* [What you are asked to do]
Give back one number only: how many lines in the material below contain "strftime".

^^^^

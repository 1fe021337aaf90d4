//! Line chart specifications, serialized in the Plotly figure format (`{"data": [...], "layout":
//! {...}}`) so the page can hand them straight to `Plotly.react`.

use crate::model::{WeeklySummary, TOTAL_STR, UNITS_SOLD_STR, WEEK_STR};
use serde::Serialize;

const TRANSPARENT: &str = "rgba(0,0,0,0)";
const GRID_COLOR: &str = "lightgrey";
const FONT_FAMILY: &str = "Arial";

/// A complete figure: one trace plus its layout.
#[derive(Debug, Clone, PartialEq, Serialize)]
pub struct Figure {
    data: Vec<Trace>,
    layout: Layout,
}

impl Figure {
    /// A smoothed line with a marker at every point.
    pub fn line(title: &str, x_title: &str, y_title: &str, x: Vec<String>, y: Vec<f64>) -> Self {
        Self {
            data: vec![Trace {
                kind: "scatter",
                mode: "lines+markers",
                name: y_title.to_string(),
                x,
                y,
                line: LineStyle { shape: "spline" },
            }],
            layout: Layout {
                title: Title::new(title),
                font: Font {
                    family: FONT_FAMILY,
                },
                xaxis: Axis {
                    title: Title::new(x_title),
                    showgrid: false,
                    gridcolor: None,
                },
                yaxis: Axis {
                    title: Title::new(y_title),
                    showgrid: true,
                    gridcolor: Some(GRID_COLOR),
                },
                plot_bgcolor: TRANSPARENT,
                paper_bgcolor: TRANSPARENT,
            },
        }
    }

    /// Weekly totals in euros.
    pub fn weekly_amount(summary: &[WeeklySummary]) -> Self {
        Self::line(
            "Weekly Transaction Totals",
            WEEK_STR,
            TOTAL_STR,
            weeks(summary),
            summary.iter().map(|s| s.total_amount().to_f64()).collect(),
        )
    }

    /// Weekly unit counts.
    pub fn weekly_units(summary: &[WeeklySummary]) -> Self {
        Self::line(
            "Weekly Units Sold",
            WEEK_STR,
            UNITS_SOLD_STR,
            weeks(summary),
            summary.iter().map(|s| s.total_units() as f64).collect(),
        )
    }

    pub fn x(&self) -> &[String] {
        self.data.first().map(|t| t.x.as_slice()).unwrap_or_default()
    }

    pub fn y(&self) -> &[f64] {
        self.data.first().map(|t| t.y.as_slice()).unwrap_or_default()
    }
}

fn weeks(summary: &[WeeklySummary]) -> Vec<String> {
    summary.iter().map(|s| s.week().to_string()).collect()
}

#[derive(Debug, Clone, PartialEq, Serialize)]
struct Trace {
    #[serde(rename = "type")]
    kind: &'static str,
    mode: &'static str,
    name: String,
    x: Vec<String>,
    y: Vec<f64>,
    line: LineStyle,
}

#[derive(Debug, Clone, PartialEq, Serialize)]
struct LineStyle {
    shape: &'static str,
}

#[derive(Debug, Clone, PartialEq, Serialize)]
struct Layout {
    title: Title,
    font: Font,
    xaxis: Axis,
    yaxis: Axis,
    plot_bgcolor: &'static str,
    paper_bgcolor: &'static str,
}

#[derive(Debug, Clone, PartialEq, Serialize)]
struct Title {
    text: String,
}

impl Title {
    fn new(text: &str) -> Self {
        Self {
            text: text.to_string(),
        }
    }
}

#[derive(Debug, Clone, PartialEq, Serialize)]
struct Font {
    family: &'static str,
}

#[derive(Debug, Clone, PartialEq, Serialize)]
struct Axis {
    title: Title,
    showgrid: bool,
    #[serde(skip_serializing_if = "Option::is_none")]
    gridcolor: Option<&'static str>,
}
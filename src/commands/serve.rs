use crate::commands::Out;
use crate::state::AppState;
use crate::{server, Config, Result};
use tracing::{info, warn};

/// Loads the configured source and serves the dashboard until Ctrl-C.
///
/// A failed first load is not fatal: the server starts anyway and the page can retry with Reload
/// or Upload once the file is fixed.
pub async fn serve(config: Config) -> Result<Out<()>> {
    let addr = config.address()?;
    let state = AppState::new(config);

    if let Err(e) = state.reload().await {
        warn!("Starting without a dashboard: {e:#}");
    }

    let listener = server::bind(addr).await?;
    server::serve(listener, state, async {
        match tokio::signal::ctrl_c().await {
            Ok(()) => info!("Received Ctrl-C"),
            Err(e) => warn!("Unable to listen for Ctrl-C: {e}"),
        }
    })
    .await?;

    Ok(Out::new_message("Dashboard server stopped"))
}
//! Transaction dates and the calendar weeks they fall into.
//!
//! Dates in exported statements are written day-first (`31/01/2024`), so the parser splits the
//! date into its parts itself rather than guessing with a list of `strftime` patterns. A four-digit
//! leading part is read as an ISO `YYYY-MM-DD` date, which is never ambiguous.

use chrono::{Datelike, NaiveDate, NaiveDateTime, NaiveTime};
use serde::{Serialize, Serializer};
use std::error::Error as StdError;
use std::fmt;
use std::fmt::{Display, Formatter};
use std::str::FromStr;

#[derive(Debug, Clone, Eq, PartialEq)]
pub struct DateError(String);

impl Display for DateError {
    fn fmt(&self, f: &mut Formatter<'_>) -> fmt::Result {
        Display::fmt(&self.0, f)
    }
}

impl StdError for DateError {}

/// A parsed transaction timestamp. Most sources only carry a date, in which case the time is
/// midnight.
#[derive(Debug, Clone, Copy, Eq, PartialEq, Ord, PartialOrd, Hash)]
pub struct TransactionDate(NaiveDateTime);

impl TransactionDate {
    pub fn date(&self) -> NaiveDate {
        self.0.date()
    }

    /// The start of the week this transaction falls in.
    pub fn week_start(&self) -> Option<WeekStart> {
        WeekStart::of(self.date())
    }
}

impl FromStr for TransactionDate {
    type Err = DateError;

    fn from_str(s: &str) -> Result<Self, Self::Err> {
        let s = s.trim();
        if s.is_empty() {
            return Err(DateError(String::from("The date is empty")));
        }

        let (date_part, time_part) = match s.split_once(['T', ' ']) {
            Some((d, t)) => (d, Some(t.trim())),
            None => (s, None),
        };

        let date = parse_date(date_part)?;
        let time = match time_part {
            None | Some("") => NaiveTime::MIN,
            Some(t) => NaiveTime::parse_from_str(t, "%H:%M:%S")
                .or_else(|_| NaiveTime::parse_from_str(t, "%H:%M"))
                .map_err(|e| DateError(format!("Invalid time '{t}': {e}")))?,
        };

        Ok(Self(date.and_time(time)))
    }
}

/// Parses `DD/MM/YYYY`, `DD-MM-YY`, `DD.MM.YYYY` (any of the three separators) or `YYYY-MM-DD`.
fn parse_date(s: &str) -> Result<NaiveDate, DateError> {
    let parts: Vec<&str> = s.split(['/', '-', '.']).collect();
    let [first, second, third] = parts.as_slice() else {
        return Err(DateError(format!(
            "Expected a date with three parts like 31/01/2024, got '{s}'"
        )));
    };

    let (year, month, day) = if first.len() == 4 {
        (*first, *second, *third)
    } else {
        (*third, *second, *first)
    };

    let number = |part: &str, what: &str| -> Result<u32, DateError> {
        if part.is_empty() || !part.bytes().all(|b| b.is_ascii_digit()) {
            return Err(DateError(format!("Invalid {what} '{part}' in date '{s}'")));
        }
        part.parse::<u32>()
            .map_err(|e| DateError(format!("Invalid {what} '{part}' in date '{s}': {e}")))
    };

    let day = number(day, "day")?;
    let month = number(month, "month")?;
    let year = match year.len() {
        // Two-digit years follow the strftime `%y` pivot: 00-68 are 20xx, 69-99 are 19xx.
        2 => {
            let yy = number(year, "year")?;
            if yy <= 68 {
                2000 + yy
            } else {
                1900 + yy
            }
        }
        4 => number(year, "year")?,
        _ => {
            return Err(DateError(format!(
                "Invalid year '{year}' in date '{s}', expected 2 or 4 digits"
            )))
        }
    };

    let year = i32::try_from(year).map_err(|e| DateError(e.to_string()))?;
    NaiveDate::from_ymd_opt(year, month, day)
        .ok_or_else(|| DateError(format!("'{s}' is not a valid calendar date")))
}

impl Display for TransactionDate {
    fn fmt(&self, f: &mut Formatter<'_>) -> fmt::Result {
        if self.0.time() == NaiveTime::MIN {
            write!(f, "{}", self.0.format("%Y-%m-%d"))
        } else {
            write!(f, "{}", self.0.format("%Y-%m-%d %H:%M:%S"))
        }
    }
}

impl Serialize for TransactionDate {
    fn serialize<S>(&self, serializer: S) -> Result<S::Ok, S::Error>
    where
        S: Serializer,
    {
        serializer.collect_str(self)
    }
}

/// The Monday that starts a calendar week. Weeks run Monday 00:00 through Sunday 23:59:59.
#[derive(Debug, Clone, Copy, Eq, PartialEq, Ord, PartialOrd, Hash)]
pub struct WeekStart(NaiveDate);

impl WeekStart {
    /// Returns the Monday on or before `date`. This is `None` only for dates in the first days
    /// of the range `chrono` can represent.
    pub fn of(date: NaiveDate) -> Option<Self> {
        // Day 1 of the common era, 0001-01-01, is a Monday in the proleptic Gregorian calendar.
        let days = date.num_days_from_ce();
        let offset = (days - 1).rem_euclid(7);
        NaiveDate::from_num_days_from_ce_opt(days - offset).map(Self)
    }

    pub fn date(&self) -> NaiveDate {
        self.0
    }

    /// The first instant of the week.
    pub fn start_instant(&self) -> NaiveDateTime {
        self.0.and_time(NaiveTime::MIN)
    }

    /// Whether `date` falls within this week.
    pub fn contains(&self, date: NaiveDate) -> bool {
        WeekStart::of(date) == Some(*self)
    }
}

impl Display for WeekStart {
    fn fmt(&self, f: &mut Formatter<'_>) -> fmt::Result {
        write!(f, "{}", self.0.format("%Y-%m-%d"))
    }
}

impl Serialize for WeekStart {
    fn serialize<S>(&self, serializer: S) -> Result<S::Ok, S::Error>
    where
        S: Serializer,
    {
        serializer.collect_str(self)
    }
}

^^^^

* [Result of the task]
2